Projections put the sharing-economy revenues at $335 billion globally by 2025. But as with any fast-expanding sector, growth pains including legal problems are pushing the players to find better approaches to external engagement.
Sharing in the digital era also logically presents related privacy and security concerns. As a marketer, I encourage and attempt to leverage all the digital information now being shared. However, I realize the natural tension between privacy and the advantages to be gained from information sharing.
This is evidenced in the many social communities we participate in like Facebook, where we continue to be admonished against TMI, and extends through to business information sharing as well as critical sharing in the intelligence communities.
For security, McKinsey points out that as our world gets more digitized, and our sharing potential increases, the security threat goes up exponentially.

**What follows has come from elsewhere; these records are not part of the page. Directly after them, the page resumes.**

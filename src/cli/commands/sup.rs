//! `stockroom sup` command - Supplier management

use clap::{Subcommand, ValueEnum};
use console::style;
use miette::{IntoDiagnostic, Result};

use crate::cli::helpers::{
    add_record, delete_record, escape_csv, open_context, prompt_if_missing, show_record,
    truncate_str, update_record, Tabular, WindowArgs,
};
use crate::cli::{GlobalOpts, OutputFormat};
use crate::core::EntityController;
use crate::entities::supplier::{Supplier, SupplierInput};

#[derive(Subcommand, Debug)]
pub enum SupCommands {
    /// List suppliers with filtering
    List(ListArgs),

    /// Show a supplier's details
    Show(ShowArgs),

    /// Add a new supplier
    Add(AddArgs),

    /// Change an existing supplier
    Update(UpdateArgs),

    /// Delete a supplier
    Delete(DeleteArgs),
}

/// Columns to sort by
#[derive(Debug, Clone, Copy, ValueEnum, PartialEq, Eq)]
pub enum ListColumn {
    Id,
    Name,
    Contact,
}

#[derive(clap::Args, Debug)]
pub struct ListArgs {
    /// Only suppliers whose name contains this text (case-insensitive)
    #[arg(long, short = 's')]
    pub search: Option<String>,

    /// Sort by field (default: store order)
    #[arg(long)]
    pub sort: Option<ListColumn>,

    #[command(flatten)]
    pub window: WindowArgs,
}

#[derive(clap::Args, Debug)]
pub struct ShowArgs {
    /// Supplier id
    pub id: i64,
}

#[derive(clap::Args, Debug)]
pub struct AddArgs {
    /// Supplier name (required)
    #[arg(long, short = 'n')]
    pub name: Option<String>,

    /// Contact person
    #[arg(long, short = 'c')]
    pub contact: Option<String>,

    /// Email address
    #[arg(long, short = 'e')]
    pub email: Option<String>,

    /// Phone number
    #[arg(long, short = 'p')]
    pub phone: Option<String>,

    /// Interactive mode (prompt for missing fields)
    #[arg(long, short = 'i')]
    pub interactive: bool,
}

#[derive(clap::Args, Debug)]
pub struct UpdateArgs {
    /// Supplier id
    pub id: i64,

    /// New name
    #[arg(long, short = 'n')]
    pub name: Option<String>,

    /// New contact person (empty string clears it)
    #[arg(long, short = 'c')]
    pub contact: Option<String>,

    /// New email address (empty string clears it)
    #[arg(long, short = 'e')]
    pub email: Option<String>,

    /// New phone number (empty string clears it)
    #[arg(long, short = 'p')]
    pub phone: Option<String>,
}

#[derive(clap::Args, Debug)]
pub struct DeleteArgs {
    /// Supplier id
    pub id: i64,
}

/// Run a supplier subcommand
pub fn run(cmd: SupCommands, global: &GlobalOpts) -> Result<()> {
    match cmd {
        SupCommands::List(args) => run_list(args, global),
        SupCommands::Show(args) => run_show(args, global),
        SupCommands::Add(args) => run_add(args, global),
        SupCommands::Update(args) => run_update(args, global),
        SupCommands::Delete(args) => run_delete(args, global),
    }
}

fn run_list(args: ListArgs, global: &GlobalOpts) -> Result<()> {
    let ctx = open_context(global)?;
    let controller = EntityController::<Supplier>::open(&ctx.store)?;

    let mut suppliers = controller
        .snapshot()
        .filter_by_name(args.search.as_deref().unwrap_or(""));

    if let Some(column) = args.sort {
        match column {
            ListColumn::Id => suppliers.sort_by_key(|s| s.id),
            ListColumn::Name => suppliers.sort_by(|a, b| a.name.to_lowercase().cmp(&b.name.to_lowercase())),
            ListColumn::Contact => suppliers.sort_by(|a, b| a.contact_person.cmp(&b.contact_person)),
        }
    }

    args.window.apply(&mut suppliers);

    if args.window.count {
        println!("{}", suppliers.len());
        return Ok(());
    }

    let format = match ctx.format {
        OutputFormat::Auto => OutputFormat::Tsv,
        f => f,
    };

    match format {
        OutputFormat::Json => {
            let json = serde_json::to_string_pretty(&suppliers).into_diagnostic()?;
            println!("{}", json);
        }
        OutputFormat::Yaml => {
            let yaml = serde_yml::to_string(&suppliers).into_diagnostic()?;
            print!("{}", yaml);
        }
        OutputFormat::Csv => {
            println!("id,name,contact_person,email,phone");
            for sup in &suppliers {
                println!(
                    "{},{},{},{},{}",
                    sup.id,
                    escape_csv(&sup.name),
                    escape_csv(sup.contact_person.as_deref().unwrap_or("")),
                    escape_csv(sup.email.as_deref().unwrap_or("")),
                    escape_csv(sup.phone.as_deref().unwrap_or(""))
                );
            }
        }
        OutputFormat::Md => {
            println!("| ID | Name | Contact | Email | Phone |");
            println!("|---|---|---|---|---|");
            for sup in &suppliers {
                println!(
                    "| {} | {} | {} | {} | {} |",
                    sup.id,
                    sup.name,
                    sup.contact_person.as_deref().unwrap_or("-"),
                    sup.email.as_deref().unwrap_or("-"),
                    sup.phone.as_deref().unwrap_or("-")
                );
            }
        }
        OutputFormat::Id => {
            for sup in &suppliers {
                println!("{}", sup.id);
            }
        }
        OutputFormat::Tsv | OutputFormat::Auto => {
            if suppliers.is_empty() {
                println!("No suppliers found.");
                return Ok(());
            }

            println!(
                "{:<6} {:<25} {:<20} {:<25} {:<15}",
                style("ID").bold(),
                style("NAME").bold(),
                style("CONTACT").bold(),
                style("EMAIL").bold(),
                style("PHONE").bold()
            );
            println!("{}", "-".repeat(95));

            for sup in &suppliers {
                println!(
                    "{:<6} {:<25} {:<20} {:<25} {:<15}",
                    style(sup.id).cyan(),
                    truncate_str(&sup.name, 23),
                    truncate_str(sup.contact_person.as_deref().unwrap_or("-"), 18),
                    truncate_str(sup.email.as_deref().unwrap_or("-"), 23),
                    truncate_str(sup.phone.as_deref().unwrap_or("-"), 15)
                );
            }

            if !global.quiet {
                println!();
                println!("{} supplier(s) found.", style(suppliers.len()).cyan());
            }
        }
    }

    Ok(())
}

fn run_show(args: ShowArgs, global: &GlobalOpts) -> Result<()> {
    show_record::<Supplier>(global, args.id)
}

fn run_add(args: AddArgs, global: &GlobalOpts) -> Result<()> {
    let input = if args.interactive {
        SupplierInput {
            name: prompt_if_missing("Name", args.name)?,
            contact_person: prompt_if_missing("Contact person", args.contact)?,
            email: prompt_if_missing("Email", args.email)?,
            phone: prompt_if_missing("Phone", args.phone)?,
        }
    } else {
        SupplierInput {
            name: args.name.unwrap_or_default(),
            contact_person: args.contact.unwrap_or_default(),
            email: args.email.unwrap_or_default(),
            phone: args.phone.unwrap_or_default(),
        }
    };

    add_record::<Supplier>(global, &input)
}

fn run_update(args: UpdateArgs, global: &GlobalOpts) -> Result<()> {
    update_record::<Supplier>(global, args.id, |input| {
        if let Some(name) = args.name {
            input.name = name;
        }
        if let Some(contact) = args.contact {
            input.contact_person = contact;
        }
        if let Some(email) = args.email {
            input.email = email;
        }
        if let Some(phone) = args.phone {
            input.phone = phone;
        }
    })
}

fn run_delete(args: DeleteArgs, global: &GlobalOpts) -> Result<()> {
    delete_record::<Supplier>(global, args.id)
}

impl Tabular for Supplier {
    fn plain_fields(&self) -> Vec<String> {
        vec![
            self.id.to_string(),
            self.name.clone(),
            self.contact_person.clone().unwrap_or_default(),
            self.email.clone().unwrap_or_default(),
            self.phone.clone().unwrap_or_default(),
        ]
    }
}
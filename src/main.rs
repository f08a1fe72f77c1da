use clap::Parser;
use miette::Result;
use stockroom::cli::{Cli, Commands};

fn main() -> Result<()> {
    // Reset SIGPIPE to default behavior so piping into `head` exits quietly
    // instead of panicking on a broken pipe.
    #[cfg(unix)]
    {
        unsafe {
            libc::signal(libc::SIGPIPE, libc::SIG_DFL);
        }
    }

    miette::set_hook(Box::new(|_| {
        Box::new(
            miette::MietteHandlerOpts::new()
                .terminal_links(true)
                .unicode(true)
                .context_lines(2)
                .tab_width(4)
                .build(),
        )
    }))?;

    let cli = Cli::parse();
    let global = cli.global;
    stockroom::cli::init_logging(&global);

    match cli.command {
        Commands::Init(args) => stockroom::cli::commands::init::run(args, &global),
        Commands::Item(cmd) => stockroom::cli::commands::item::run(cmd, &global),
        Commands::Sup(cmd) => stockroom::cli::commands::sup::run(cmd, &global),
        Commands::Dashboard(args) => stockroom::cli::commands::dashboard::run(args, &global),
        Commands::Completions(args) => stockroom::cli::commands::completions::run(args),
    }
}
//! Workspace discovery and layout
//!
//! A workspace is any directory holding a `.stockroom/` folder. The folder
//! carries the workspace config and, unless configured otherwise, the
//! SQLite database.

use std::path::{Path, PathBuf};

use miette::Diagnostic;
use thiserror::Error;

/// Name of the workspace marker directory
pub const WORKSPACE_DIR: &str = ".stockroom";

/// Default database file name inside the workspace directory
pub const DATABASE_FILE: &str = "inventory.db";

/// A stockroom workspace on disk
#[derive(Debug, Clone)]
pub struct Workspace {
    /// Directory containing `.stockroom/`
    root: PathBuf,
}

impl Workspace {
    /// Find the workspace by walking up from the current directory
    pub fn discover() -> Result<Self, WorkspaceError> {
        let current = std::env::current_dir().map_err(|e| WorkspaceError::Io(e.to_string()))?;
        Self::discover_from(&current)
    }

    /// Find the workspace by walking up from `start`
    pub fn discover_from(start: &Path) -> Result<Self, WorkspaceError> {
        let mut current = start
            .canonicalize()
            .map_err(|e| WorkspaceError::Io(e.to_string()))?;

        loop {
            if current.join(WORKSPACE_DIR).is_dir() {
                return Ok(Self { root: current });
            }

            if !current.pop() {
                return Err(WorkspaceError::NotFound {
                    searched_from: start.to_path_buf(),
                });
            }
        }
    }

    /// Create the workspace layout at `path`
    ///
    /// Fails with [`WorkspaceError::AlreadyExists`] when `.stockroom/` is
    /// already there; an existing workspace is never overwritten.
    pub fn init(path: &Path) -> Result<Self, WorkspaceError> {
        let root = path.canonicalize().unwrap_or_else(|_| path.to_path_buf());

        let dir = root.join(WORKSPACE_DIR);
        if dir.exists() {
            return Err(WorkspaceError::AlreadyExists(root));
        }

        std::fs::create_dir_all(&dir).map_err(|e| WorkspaceError::Io(e.to_string()))?;
        std::fs::write(dir.join("config.yaml"), Self::default_config())
            .map_err(|e| WorkspaceError::Io(e.to_string()))?;

        Ok(Self { root })
    }

    fn default_config() -> &'static str {
        r#"# Stockroom workspace configuration

# SQLite database file; relative paths are resolved against the workspace root
# database: .stockroom/inventory.db

# Default output format (auto, yaml, tsv, json, csv, md, id)
# default_format: auto
"#
    }

    pub fn root(&self) -> &Path {
        &self.root
    }

    /// The `.stockroom/` directory
    pub fn dir(&self) -> PathBuf {
        self.root.join(WORKSPACE_DIR)
    }

    pub fn config_path(&self) -> PathBuf {
        self.dir().join("config.yaml")
    }

    /// Database location used when the config does not name one
    pub fn default_database(&self) -> PathBuf {
        self.dir().join(DATABASE_FILE)
    }
}

#[derive(Debug, Error, Diagnostic)]
pub enum WorkspaceError {
    #[error("not a stockroom workspace (searched from {searched_from:?})")]
    #[diagnostic(
        code(stockroom::workspace::not_found),
        help("run `stockroom init` or pass --db <path>")
    )]
    NotFound { searched_from: PathBuf },

    #[error("stockroom workspace already exists at {0:?}")]
    #[diagnostic(code(stockroom::workspace::exists))]
    AlreadyExists(PathBuf),

    #[error("IO error: {0}")]
    #[diagnostic(code(stockroom::workspace::io))]
    Io(String),
}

The challenge is to secure our continued digital sharing in a way that does not impede innovation.
Sharing Is Still Hard
The playgrounds of our youth where we argued over sharing have morphed into very serious digital spaces. With silo-busting technologies, consumer-mediated care information and blockchain fintech, we may agree that sharing in the digital era can deliver some outstanding results.
Having said that, what seemed difficult to most of us growing up can still be a challenge … whether it’s learning to be quiet in school classes, or learning to drive, or learning to share.